My previous system was a Master System II and one of the best games i’ve ever played in life was Phantasy Star. My history with PS is a funny one for another post, but now i’ll comment my impressions on its successor.
The game mechanics are very similar to PS1. The most noticeable differences are 3rd person perspective in battles (you actually see the characers striking the enemies) and the lack of first person dungeon navigation(this style could have been explored more).

The gameplay starts out fine at first, but gets boring over time because of playability issues:

  • Lots of random battles, moving between cities is a test for patience since the pace speed of the characters in the world map is way too slow with battles popping out of every couple of steps.
  • Dungeons are big, hard to navigate and memorize (the spaces are hard to distinguish). For a regular player its virtually impossible to explore them without a map, and even with the map it’s hard to locate yourself in it. It explains a lot why the cartridge had a “110-page hint book included”(as written on the cover).

I’m saying this because i’ve gone through ~4 dungeons till now (just finished the Bio Systems Lab) and each dungeon (in average) can steal you around a couple of hours easily(not counting the ultra-boring powering up needed to cross them without being annihilated).

IMHO, Phantasy Star 1 had a more balanced gameplay. Of course, it had its load of ultra complex dungeons (like Baya Malay/Medusa Towers) and leveling up moments, but at acceptable doses. It seems that Sega in PS2, instead of enhancing the fine balance of these ingredients, decided to overdose them.

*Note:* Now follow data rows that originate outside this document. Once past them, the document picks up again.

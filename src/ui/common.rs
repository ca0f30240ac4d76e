//! Screen regions, the key hint bar and centered overlays.

use ratatui::{
    layout::{Alignment, Constraint, Layout, Rect},
    style::{Color, Modifier, Style},
    text::{Line, Span},
    widgets::{Block, Borders, Clear, Paragraph},
    Frame,
};

/// Where each part of the game screen goes.
#[derive(Debug, Clone, Copy, PartialEq, Eq)]
pub struct ScreenAreas {
    pub board: Rect,
    /// Two rows under the board: status, then key hints.
    pub hints: Rect,
    pub info: Rect,
}

/// Split the inside of the outer border into board, hint rows and info column.
/// ```text
/// ┌──────────────────────────┬─ Info ─┐
/// │ board                    │        │
/// │ status / key hints       │        │
/// └──────────────────────────┴────────┘
/// ```
pub fn split_screen(inner: Rect, info_width: u16) -> ScreenAreas {
    let cols = Layout::horizontal([Constraint::Min(10), Constraint::Length(info_width)]).split(inner);
    let rows = Layout::vertical([Constraint::Min(3), Constraint::Length(2)]).split(cols[0]);
    ScreenAreas {
        board: rows[0],
        hints: rows[1],
        info: cols[1],
    }
}

/// Status line followed by `key action` pairs.
pub fn hint_bar<'a>(status: Line<'a>, keys: &[(&'a str, &'a str)]) -> Paragraph<'a> {
    let mut spans = Vec::with_capacity(keys.len() * 3);
    for (key, action) in keys {
        if !spans.is_empty() {
            spans.push(Span::raw("  "));
        }
        spans.push(Span::styled(*key, Style::default().fg(Color::White)));
        spans.push(Span::styled(
            format!(" {}", action),
            Style::default().fg(Color::DarkGray),
        ));
    }
    Paragraph::new(vec![status, Line::from(spans)]).alignment(Alignment::Center)
}

/// A `width` x `height` rect centered in `area`, shrunk to fit.
pub fn centered(area: Rect, width: u16, height: u16) -> Rect {
    let width = width.min(area.width);
    let height = height.min(area.height);
    Rect {
        x: area.x + (area.width - width) / 2,
        y: area.y + (area.height - height) / 2,
        width,
        height,
    }
}

/// Bordered box centered in `area` holding a title and body lines.
pub fn render_overlay(frame: &mut Frame, area: Rect, title: &str, color: Color, body: Vec<Line>) {
    let rect = centered(area, 44, body.len() as u16 + 4);

    frame.render_widget(Clear, rect);
    let block = Block::default()
        .borders(Borders::ALL)
        .border_style(Style::default().fg(color));
    let inner = block.inner(rect);
    frame.render_widget(block, rect);

    let mut lines = vec![
        Line::from(Span::styled(
            title.to_string(),
            Style::default().fg(color).add_modifier(Modifier::BOLD),
        )),
        Line::from(""),
    ];
    lines.extend(body);
    frame.render_widget(Paragraph::new(lines).alignment(Alignment::Center), inner);
}
//! FIFO of named vendor calls made before the vendor backend is ready.
//!
//! Calls are queued with a ticket and replayed strictly in order once the
//! backend reports ready. `init` is a barrier: when its dispatch is deferred,
//! nothing behind it runs until the init result arrives.

use serde_json::Value;
use std::collections::{HashMap, VecDeque};
use thiserror::Error;

/// Names of the queued vendor operations.
pub mod ops {
    pub const INIT: &str = "init";
    pub const COMMERCIAL_BREAK: &str = "commercialBreak";
    pub const GAMEPLAY_START: &str = "gameplayStart";
    pub const GAMEPLAY_STOP: &str = "gameplayStop";
    pub const ROUND_START: &str = "roundStart";
    pub const ROUND_END: &str = "roundEnd";
    pub const SEND_HIGHSCORE: &str = "sendHighscore";

    /// Fire-and-forget operations forwarded as-is.
    pub const PASSTHROUGH: [&str; 16] = [
        "captureError",
        "customEvent",
        "gameInteractive",
        "gameLoadingFinished",
        "gameLoadingProgress",
        "gameLoadingStart",
        GAMEPLAY_START,
        GAMEPLAY_STOP,
        "happyTime",
        "logError",
        "muteAd",
        ROUND_END,
        ROUND_START,
        SEND_HIGHSCORE,
        "setDebug",
        "setLogging",
    ];
}

/// Handle for collecting a queued call's result.
pub type Ticket = u64;

#[derive(Debug, Clone, PartialEq, Error)]
pub enum SdkError {
    #[error("operation '{0}' is not available")]
    UnknownOperation(String),
    #[error("'{op}' failed: {message}")]
    CallFailed { op: String, message: String },
    #[error("{0} is not implemented")]
    NotImplemented(&'static str),
    #[error("malformed query parameter '{0}'")]
    MalformedParam(String),
}

/// Outcome of handing one call to the backend.
#[derive(Debug, Clone, PartialEq)]
pub enum Dispatch {
    Done(Result<Value, SdkError>),
    /// Result arrives later through `CallQueue::resolve`.
    Deferred,
}

/// The vendor side of the queue.
pub trait SdkBackend {
    fn supports(&self, op: &str) -> bool;
    fn dispatch(&mut self, op: &str, args: &[Value]) -> Dispatch;
}

#[derive(Debug, Clone, PartialEq)]
pub struct PendingCall {
    pub ticket: Ticket,
    pub op: String,
    pub args: Vec<Value>,
    /// Fire-and-forget: the result is logged on failure and never stored.
    pub detached: bool,
}

#[derive(Debug, Clone, PartialEq, Eq)]
pub enum LoadState {
    Loading,
    Ready,
    /// Load failed; queued calls stay pending forever.
    Failed(String),
}

pub struct CallQueue<B: SdkBackend> {
    backend: B,
    pending: VecDeque<PendingCall>,
    in_flight: Vec<(Ticket, bool)>,
    results: HashMap<Ticket, Result<Value, SdkError>>,
    init_barrier: Option<Ticket>,
    load_state: LoadState,
    next_ticket: Ticket,
}

impl<B: SdkBackend> CallQueue<B> {
    pub fn new(backend: B) -> Self {
        Self {
            backend,
            pending: VecDeque::new(),
            in_flight: Vec::new(),
            results: HashMap::new(),
            init_barrier: None,
            load_state: LoadState::Loading,
            next_ticket: 0,
        }
    }

    pub fn backend(&self) -> &B {
        &self.backend
    }

    pub fn load_state(&self) -> &LoadState {
        &self.load_state
    }

    /// Calls not yet handed to the backend.
    pub fn pending_len(&self) -> usize {
        self.pending.len()
    }

    /// Finished results nobody has taken yet.
    pub fn retained_results(&self) -> usize {
        self.results.len()
    }

    /// Queue a call whose result is collected with `take_result`.
    /// Once the backend is ready the queue drains immediately.
    pub fn enqueue(&mut self, op: &str, args: Vec<Value>) -> Ticket {
        self.push(op, args, false)
    }

    /// Queue a call whose result is discarded on arrival.
    pub fn enqueue_detached(&mut self, op: &str, args: Vec<Value>) -> Ticket {
        self.push(op, args, true)
    }

    fn push(&mut self, op: &str, args: Vec<Value>, detached: bool) -> Ticket {
        let ticket = self.next_ticket;
        self.next_ticket += 1;
        self.pending.push_back(PendingCall {
            ticket,
            op: op.to_string(),
            args,
            detached,
        });
        self.drain();
        ticket
    }

    fn store(&mut self, ticket: Ticket, detached: bool, result: Result<Value, SdkError>) {
        if !detached {
            self.results.insert(ticket, result);
        }
    }

    /// The backend finished loading.
    pub fn mark_ready(&mut self) {
        self.load_state = LoadState::Ready;
        log::debug!("sdk ready, replaying {} queued calls", self.pending.len());
        self.drain();
    }

    /// The backend failed to load. No retry is attempted.
    pub fn mark_load_failed(&mut self, reason: &str) {
        log::error!("failed to load sdk backend: {}", reason);
        self.load_state = LoadState::Failed(reason.to_string());
    }

    /// Deliver the result of a deferred call. Resolving the init call lifts
    /// the barrier and resumes draining, whether init succeeded or not.
    pub fn resolve(&mut self, ticket: Ticket, result: Result<Value, SdkError>) {
        let Some(pos) = self.in_flight.iter().position(|(t, _)| *t == ticket) else {
            log::warn!("ignoring result for unknown sdk ticket {}", ticket);
            return;
        };
        let (_, detached) = self.in_flight.swap_remove(pos);
        if let Err(e) = &result {
            log::error!("sdk call {} failed: {}", ticket, e);
        }
        self.store(ticket, detached, result);

        if self.init_barrier == Some(ticket) {
            self.init_barrier = None;
            self.drain();
        }
    }

    /// Take a finished call's result. `None` while it is still pending.
    pub fn take_result(&mut self, ticket: Ticket) -> Option<Result<Value, SdkError>> {
        self.results.remove(&ticket)
    }

    pub fn is_pending(&self, ticket: Ticket) -> bool {
        self.pending.iter().any(|c| c.ticket == ticket) || self.in_flight.iter().any(|(t, _)| *t == ticket)
    }

    fn drain(&mut self) {
        if self.load_state != LoadState::Ready {
            return;
        }

        while self.init_barrier.is_none() {
            let Some(call) = self.pending.pop_front() else {
                break;
            };

            if !self.backend.supports(&call.op) {
                log::error!("sdk operation '{}' is not available, dropping", call.op);
                self.store(
                    call.ticket,
                    call.detached,
                    Err(SdkError::UnknownOperation(call.op)),
                );
                continue;
            }

            match self.backend.dispatch(&call.op, &call.args) {
                Dispatch::Done(result) => {
                    if let Err(e) = &result {
                        log::error!("error in '{}': {}", call.op, e);
                    }
                    self.store(call.ticket, call.detached, result);
                }
                Dispatch::Deferred => {
                    self.in_flight.push((call.ticket, call.detached));
                    if call.op == ops::INIT {
                        self.init_barrier = Some(call.ticket);
                    }
                }
            }
        }
    }
}

/// Rewarded breaks are never shown.
pub fn rewarded_break() -> bool {
    false
}

pub fn shareable_url() -> Result<String, SdkError> {
    Err(SdkError::NotImplemented("shareableURL"))
}

/// Primary language subtag of a locale such as `en-US`, defaulting to `en`.
pub fn language(locale: Option<&str>) -> String {
    locale
        .map(str::trim)
        .filter(|l| !l.is_empty())
        .unwrap_or("en")
        .to_lowercase()
        .split(['-', '_'])
        .next()
        .unwrap_or("en")
        .to_string()
}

But apart the game mechanics issues , i see it as a landmarker game in the time it was released (1989-1990). The universe surrounding the Algol system is amazingly interesting and full of untold secrets.
I surely bet that PS2 was an everlasting gobstopper for a kid with a full summer vacation to play games.

My curiosity concerning what happened after Lassic’s fall was the main motivator for getting this game on Virtual console, but i don’t think i’ll have the time and patience to finish it now. I wonder if these gameplay issues were improved on the Sega Ages remake. I wanna play it once i learn some japanese :)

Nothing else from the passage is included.